In a healthy body, this system activates when blood pressure drops too low and dials back when pressure is adequate. In hypertension, the system can become overactive or poorly regulated. The blood vessels stay constricted, the kidneys keep holding sodium, and pressure remains elevated even when the body doesn’t need it. This is why several of the most common blood pressure medications target different steps in this hormonal chain.

Sleep Apnea and Blood Pressure

Obstructive sleep apnea is one of the most underrecognized contributors to high blood pressure. During sleep, the airway repeatedly collapses, cutting off airflow for seconds at a time. Each episode triggers a cascade of stress signals: oxygen levels drop, carbon dioxide rises, the lungs stop inflating normally, and the brain jolts partially awake to restart breathing. All four of these stimuli activate the sympathetic nervous system simultaneously.

Over the course of a night, this happens dozens or even hundreds of times. The cumulative effect is persistent sympathetic overdrive that doesn’t reset when morning comes. People with untreated sleep apnea typically show a “non-dipping” pattern, meaning their blood pressure fails to drop during sleep the way it normally should. The combination of oxygen deprivation and stress hormones released during these episodes, including endothelin, a potent vessel constrictor, eventually elevates daytime blood pressure as well. If your blood pressure is hard to control despite medication, sleep apnea is one of the first things worth investigating.

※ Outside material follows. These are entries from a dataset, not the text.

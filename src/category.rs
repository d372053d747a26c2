//! Table categorization by naming convention
//!
//! Categories come from an ordered rule table evaluated top to bottom; the
//! first rule whose pattern matches the table name wins and anything left
//! over is a custom business table. The same pattern vocabulary describes the
//! denylist that keeps scratch and system tables out of discovery.

use serde::{Deserialize, Serialize};
use std::fmt;

/// Naming-convention class of a related table
#[derive(Debug, Clone, Copy, PartialEq, Eq, Hash, PartialOrd, Ord, Serialize, Deserialize)]
pub enum Category {
    #[serde(rename = "Bantotal_Standard")]
    BantotalStandard,
    #[serde(rename = "Vista")]
    Vista,
    #[serde(rename = "Log")]
    Log,
    #[serde(rename = "Temporal")]
    Temporal,
    #[serde(rename = "Backup")]
    Backup,
    #[serde(rename = "Sistema")]
    Sistema,
    #[serde(rename = "Bancaria_Personalizada")]
    BancariaPersonalizada,
}

impl Category {
    pub const ALL: [Category; 7] = [
        Category::BantotalStandard,
        Category::Vista,
        Category::Log,
        Category::Temporal,
        Category::Backup,
        Category::Sistema,
        Category::BancariaPersonalizada,
    ];

    pub fn as_str(&self) -> &'static str {
        match self {
            Category::BantotalStandard => "Bantotal_Standard",
            Category::Vista => "Vista",
            Category::Log => "Log",
            Category::Temporal => "Temporal",
            Category::Backup => "Backup",
            Category::Sistema => "Sistema",
            Category::BancariaPersonalizada => "Bancaria_Personalizada",
        }
    }

    /// Parse a category tag as produced by [`Category::as_str`]
    pub fn from_tag(tag: &str) -> Option<Category> {
        Category::ALL.iter().copied().find(|c| c.as_str() == tag)
    }

    /// Classify a table by name
    pub fn classify(table_name: &str) -> Category {
        CATEGORY_RULES
            .iter()
            .find(|(pattern, _)| pattern.matches(table_name))
            .map(|(_, category)| *category)
            .unwrap_or(Category::BancariaPersonalizada)
    }
}

impl fmt::Display for Category {
    fn fmt(&self, f: &mut fmt::Formatter<'_>) -> fmt::Result {
        f.write_str(self.as_str())
    }
}

/// Case-insensitive table name pattern
#[derive(Debug, Clone, Copy, PartialEq, Eq)]
pub enum NamePattern {
    Prefix(&'static str),
    Suffix(&'static str),
    Contains(&'static str),
}

impl NamePattern {
    pub fn matches(&self, table_name: &str) -> bool {
        let name = table_name.to_ascii_lowercase();
        match self {
            NamePattern::Prefix(p) => name.starts_with(p),
            NamePattern::Suffix(s) => name.ends_with(s),
            NamePattern::Contains(c) => name.contains(c),
        }
    }

    /// Equivalent SQL `LIKE` pattern over a lower-cased name, `_` escaped
    pub fn like_pattern(&self) -> String {
        let escape = |s: &str| s.replace('_', "\\_");
        match self {
            NamePattern::Prefix(p) => format!("{}%", escape(p)),
            NamePattern::Suffix(s) => format!("%{}", escape(s)),
            NamePattern::Contains(c) => format!("%{}%", escape(c)),
        }
    }
}

/// Category rules in priority order; patterns are lower-case
pub const CATEGORY_RULES: [(NamePattern, Category); 12] = [
    (NamePattern::Prefix("fs"), Category::BantotalStandard),
    (NamePattern::Prefix("v_"), Category::Vista),
    (NamePattern::Suffix("_view"), Category::Vista),
    (NamePattern::Prefix("log_"), Category::Log),
    (NamePattern::Suffix("_log"), Category::Log),
    (NamePattern::Contains("_temp"), Category::Temporal),
    (NamePattern::Prefix("temp_"), Category::Temporal),
    (NamePattern::Contains("_bkp"), Category::Backup),
    (NamePattern::Contains("bkp_"), Category::Backup),
    (NamePattern::Contains("backup"), Category::Backup),
    (NamePattern::Prefix("sys"), Category::Sistema),
    (NamePattern::Prefix("information_schema"), Category::Sistema),
];

/// Tables never considered as relationship candidates
pub const EXCLUDED_TABLES: [NamePattern; 7] = [
    NamePattern::Suffix("_temp"),
    NamePattern::Prefix("temp_"),
    NamePattern::Suffix("_bkp"),
    NamePattern::Prefix("bkp_"),
    NamePattern::Contains("backup"),
    NamePattern::Prefix("sys"),
    NamePattern::Prefix("information_schema"),
];

/// Whether a table name hits the discovery denylist
pub fn is_excluded(table_name: &str) -> bool {
    EXCLUDED_TABLES.iter().any(|p| p.matches(table_name))
}

#[cfg(test)]
mod tests {
    use super::*;

    #[test]
    fn test_bantotal_prefix_is_case_insensitive() {
        assert_eq!(Category::classify("Fsd601"), Category::BantotalStandard);
        assert_eq!(Category::classify("FST002"), Category::BantotalStandard);
        assert_eq!(Category::classify("fsr001"), Category::BantotalStandard);
    }

    #[test]
    fn test_rule_order_first_match_wins() {
        // Bantotal prefix outranks the log suffix
        assert_eq!(Category::classify("Fsd010_log"), Category::BantotalStandard);
        // View prefix outranks the temp marker
        assert_eq!(Category::classify("v_saldos_temp"), Category::Vista);
    }

    #[test]
    fn test_each_category_reachable() {
        assert_eq!(Category::classify("v_Resumen_Clientes"), Category::Vista);
        assert_eq!(Category::classify("saldos_view"), Category::Vista);
        assert_eq!(Category::classify("log_Transacciones"), Category::Log);
        assert_eq!(Category::classify("auditoria_log"), Category::Log);
        assert_eq!(Category::classify("carga_temp_2024"), Category::Temporal);
        assert_eq!(Category::classify("temp_carga"), Category::Temporal);
        assert_eq!(Category::classify("cuentas_bkp_2023"), Category::Backup);
        assert_eq!(Category::classify("old_backup_cuentas"), Category::Backup);
        assert_eq!(Category::classify("sysobjects"), Category::Sistema);
        assert_eq!(Category::classify("Cliente_Productos"), Category::BancariaPersonalizada);
    }

    #[test]
    fn test_every_name_gets_exactly_one_category() {
        for name in ["", "x", "Prestamos_Detalle", "VIEW", "_log_"] {
            let category = Category::classify(name);
            assert!(Category::ALL.contains(&category));
        }
    }

    #[test]
    fn test_tag_round_trip() {
        for category in Category::ALL {
            assert_eq!(Category::from_tag(category.as_str()), Some(category));
        }
        assert_eq!(Category::from_tag("Unknown"), None);
    }

    #[test]
    fn test_denylist() {
        assert!(is_excluded("saldos_temp"));
        assert!(is_excluded("TEMP_saldos"));
        assert!(is_excluded("saldos_bkp"));
        assert!(is_excluded("bkp_saldos"));
        assert!(is_excluded("saldos_backup_2020"));
        assert!(is_excluded("sysindexes"));
        assert!(is_excluded("information_schema_columns"));
        assert!(!is_excluded("Fsd010"));
        assert!(!is_excluded("carga_temp_2024"));
    }

    #[test]
    fn test_like_patterns_escape_underscore() {
        assert_eq!(NamePattern::Suffix("_temp").like_pattern(), "%\\_temp");
        assert_eq!(NamePattern::Prefix("sys").like_pattern(), "sys%");
        assert_eq!(NamePattern::Contains("backup").like_pattern(), "%backup%");
    }
}
use anyhow::{bail, Context, Result};
use bantotal_joins::catalog::{CatalogReader, CatalogSnapshot, PgCatalogReader};
use bantotal_joins::config::ExplorerConfig;
use bantotal_joins::discovery::RelationshipExplorer;
use bantotal_joins::planner::JoinPlanner;
use bantotal_joins::report::{render_exploration, write_sql_file};
use clap::{Args, Parser, Subcommand};
use std::path::PathBuf;
use tracing::{info, warn};
use tracing_subscriber::EnvFilter;

#[derive(Parser)]
#[command(name = "bantotal-joins")]
#[command(about = "Discover related Bantotal tables by primary key alignment and generate JOIN plans")]
struct Cli {
    #[command(subcommand)]
    command: Command,
}

#[derive(Subcommand)]
enum Command {
    /// Analyze one table and print its related tables and JOIN plans
    Explore {
        /// Table name, optionally qualified as schema.table
        table: String,

        /// Schema of the table (overridden by a qualified name)
        #[arg(short, long)]
        schema: Option<String>,

        /// Write the JOIN plans to this .sql file
        #[arg(short, long)]
        output: Option<PathBuf>,

        #[command(flatten)]
        source: SourceArgs,
    },

    /// Analyze several tables in order, one .sql file per table
    Batch {
        /// Table names, optionally qualified as schema.table
        #[arg(required = true)]
        tables: Vec<String>,

        /// Directory for the generated .sql files
        #[arg(short, long)]
        output_dir: Option<PathBuf>,

        #[command(flatten)]
        source: SourceArgs,
    },
}

#[derive(Args)]
struct SourceArgs {
    /// Catalog snapshot (JSON) to read instead of a live database
    #[arg(long)]
    snapshot: Option<PathBuf>,

    /// PostgreSQL connection string (or set DATABASE_URL)
    #[arg(long, env = "DATABASE_URL")]
    database_url: Option<String>,

    /// Explorer configuration file (JSON)
    #[arg(short, long)]
    config: Option<PathBuf>,
}

impl SourceArgs {
    fn load_config(&self) -> Result<ExplorerConfig> {
        match &self.config {
            Some(path) => ExplorerConfig::load(path)
                .with_context(|| format!("Failed to load config from {}", path.display())),
            None => Ok(ExplorerConfig::default()),
        }
    }

    async fn open_catalog(&self) -> Result<Box<dyn CatalogReader>> {
        if let Some(path) = &self.snapshot {
            info!("📂 Loading catalog snapshot from {}", path.display());
            let snapshot = CatalogSnapshot::load(path)?;
            info!("✅ {} tables loaded", snapshot.tables().len());
            return Ok(Box::new(snapshot));
        }

        if let Some(url) = &self.database_url {
            info!("🔌 Connecting to catalog database");
            let reader = PgCatalogReader::connect(url).await?;
            info!("✅ Connected");
            return Ok(Box::new(reader));
        }

        bail!("No catalog source: pass --snapshot or set DATABASE_URL")
    }
}

#[tokio::main]
async fn main() -> Result<()> {
    dotenv::dotenv().ok();

    tracing_subscriber::fmt()
        .with_env_filter(EnvFilter::try_from_default_env().unwrap_or_else(|_| EnvFilter::new("info")))
        .init();

    let cli = Cli::parse();

    match cli.command {
        Command::Explore {
            table,
            schema,
            output,
            source,
        } => {
            let config = source.load_config()?;
            let catalog = source.open_catalog().await?;
            let planner = JoinPlanner::new(config.plans.clone());
            let mut explorer = RelationshipExplorer::with_config(catalog, &config);

            let exploration = explorer.explore(&table, schema.as_deref(), &planner).await;
            println!("{}", render_exploration(&exploration));

            for (idx, plan) in exploration.plans.iter().enumerate() {
                println!("-- {}. {}", idx + 1, plan.description);
                println!("{};\n", plan.sql);
            }

            if let Some(path) = output {
                if exploration.plans.is_empty() {
                    warn!("⚠️  No JOIN plans for {}, {} not written", exploration.qualified_name(), path.display());
                } else {
                    write_sql_file(&path, &exploration)?;
                }
            }
        }
        Command::Batch {
            tables,
            output_dir,
            source,
        } => {
            let config = source.load_config()?;
            let catalog = source.open_catalog().await?;
            let planner = JoinPlanner::new(config.plans.clone());
            let mut explorer = RelationshipExplorer::with_config(catalog, &config);

            let explorations = explorer.explore_many(&tables, &planner).await;

            for exploration in &explorations {
                println!("{}", render_exploration(exploration));

                if let (Some(dir), false) = (&output_dir, exploration.plans.is_empty()) {
                    let path = dir.join(format!("joins_{}.sql", exploration.table.to_lowercase()));
                    if let Err(e) = write_sql_file(&path, exploration) {
                        warn!("⚠️  Could not write {}: {}", path.display(), e);
                    }
                }
            }

            let related = explorations.iter().filter(|e| e.has_relationships()).count();
            info!("📊 {} of {} tables have related tables", related, explorations.len());
        }
    }

    Ok(())
}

Medications That Raise Blood Pressure

Several common over-the-counter and prescription drugs can push blood pressure up, sometimes significantly. The most frequently encountered culprits include:

  • Pain relievers (NSAIDs): Ibuprofen (Advil) and naproxen (Aleve) cause the body to retain sodium and fluid. Regular use can meaningfully raise readings.
  • Decongestants: Pseudoephedrine and phenylephrine, found in many cold and sinus products, constrict blood vessels.
  • Hormonal birth control: Most pills and patches carry warnings about blood pressure as a potential side effect.
  • Antidepressants: Several classes, including SSRIs, tricyclics, and MAO inhibitors, can affect blood pressure.
  • Stimulants: ADHD medications and high-dose caffeine both activate the sympathetic nervous system.
  • Herbal supplements: Licorice root, ginseng, ephedra, and guarana can all interfere with blood pressure regulation.

Recreational drugs like cocaine, methamphetamine, and ecstasy cause acute and sometimes dangerous spikes. If you’re tracking high readings and use any of these substances or medications regularly, that’s worth considering as a contributing factor.

Medical Conditions That Cause Hypertension

In roughly 5-10% of cases, high blood pressure is caused by an identifiable underlying condition. This is called secondary hypertension, and treating the root cause can sometimes resolve the blood pressure problem entirely.

Kidney disease is the most common culprit. Damaged kidneys lose the ability to properly filter sodium and regulate fluid balance. This includes damage from diabetes, polycystic kidney disease, and inflammation of the kidney’s filtering units. Narrowed arteries leading to the kidneys (from plaque buildup or a structural condition called fibromuscular dysplasia) can also trigger high blood pressure by tricking the kidneys into thinking blood flow is too low, prompting them to retain more fluid.

Hormonal conditions account for another important subset. Overactive adrenal glands can produce too much aldosterone, causing the kidneys to hold sodium and water aggressively. A rare adrenal tumor called a pheochromocytoma floods the body with adrenaline, causing dramatic pressure spikes. Cushing syndrome, where cortisol levels stay chronically elevated, also raises blood pressure. Even overactive parathyroid glands, which raise calcium levels in the blood, can push pressure up.

A structural heart defect present from birth, coarctation of the aorta, forces the heart to pump harder to push blood past a narrowed section of the body’s main artery. And pregnancy can either worsen pre-existing hypertension or trigger new-onset high blood pressure, sometimes progressing to preeclampsia.

Secondary hypertension is worth suspecting if your blood pressure develops suddenly, is unusually high for your age, or doesn’t respond well to standard treatment.